Canon's FS11, punched above its weight in image quality terms, and with an identical sensor the FS21 wasn't going to be a sea change. However, it does perform slightly better in low light, with a brighter image overall. There is a lot of grain visible, though, which obscures fine detail. So whilst the FS21 does a better job than most camcorders with 1/6in sensors do in low light, JVC's latest models with a similar specification perform just that little bit better, with less grain visible.

In brighter conditions, the FS21 produces really quite commendable video for a standard definition model, as did its predecessor. Colours are bright and saturated, which you can tweak with the image effects if you prefer more or less vibrancy. The picture is sharp, with the autofocus and exposure reacting well to changing conditions. Overall, the FS21 fits the bill nicely for a budget point-and-shoot camcorder, picking up an attractive image except in the poorest illumination.

Video is recorded in MPEG-2 format to the now relatively ubiquitous MOD file type, which incorporates Dolby Digital audio. This is now widely supported by editing software, although some apps will prefer the files are renamed as MPG. If you just want to watch footage on a TV, the AV mini-jack provides composite video and stereo RCA audio via a breakout cable.
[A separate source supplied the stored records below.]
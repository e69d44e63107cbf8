//! Structured logging.
//!
//! JSON output for production, pretty output for development. The level
//! comes from config unless `RUST_LOG` is set.

use tracing_subscriber::{layer::SubscriberExt, util::SubscriberInitExt, EnvFilter};

use crate::config::{LogFormat, ObservabilityConfig};

/// Install the global subscriber. Safe to call more than once; later calls
/// are ignored.
pub fn init_logging(config: &ObservabilityConfig) {
    let filter = EnvFilter::try_from_default_env().unwrap_or_else(|_| {
        EnvFilter::new(format!(
            "diagnosis_gateway={level},tower_http={level}",
            level = config.log_level
        ))
    });

    let registry = tracing_subscriber::registry().with(filter);
    let result = match config.log_format {
        LogFormat::Json => registry
            .with(tracing_subscriber::fmt::layer().json().with_current_span(true))
            .try_init(),
        LogFormat::Pretty => registry.with(tracing_subscriber::fmt::layer()).try_init(),
    };

    if result.is_err() {
        tracing::debug!("Tracing subscriber already installed");
    }
}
The Canon Legria FS21 has a lot going for it. Video performance is great for a camcorder this size and there are a few extra capabilities readily available when you want a little bit more control. However, its image quality is slightly behind JVC's Everio GZ-MS120 in low light. The JVC is lacking a few of the Canon's features and you will need to add your own memory as none is built in. But at over £100 less than the FS21, it's better value overall.

Overall Score


Scores In Detail

  • Value 7
  • Image Quality 7
  • Features 8


May 30, 2009, 6:46 pm

Well, you should have mentioned that there is the Legria FS200 available. It is essential the same as the FS21, but without internal memory and with a little bit less advanced zoom("only" 41x compared to 45x, optical zoom is the same because they have the same lens). Pricewise it´s on the same level as the mentioned JVC camera.

I think I would rather pickup the Canon because it has an external microphone jack, something that most camcorders in this price class don´t offer.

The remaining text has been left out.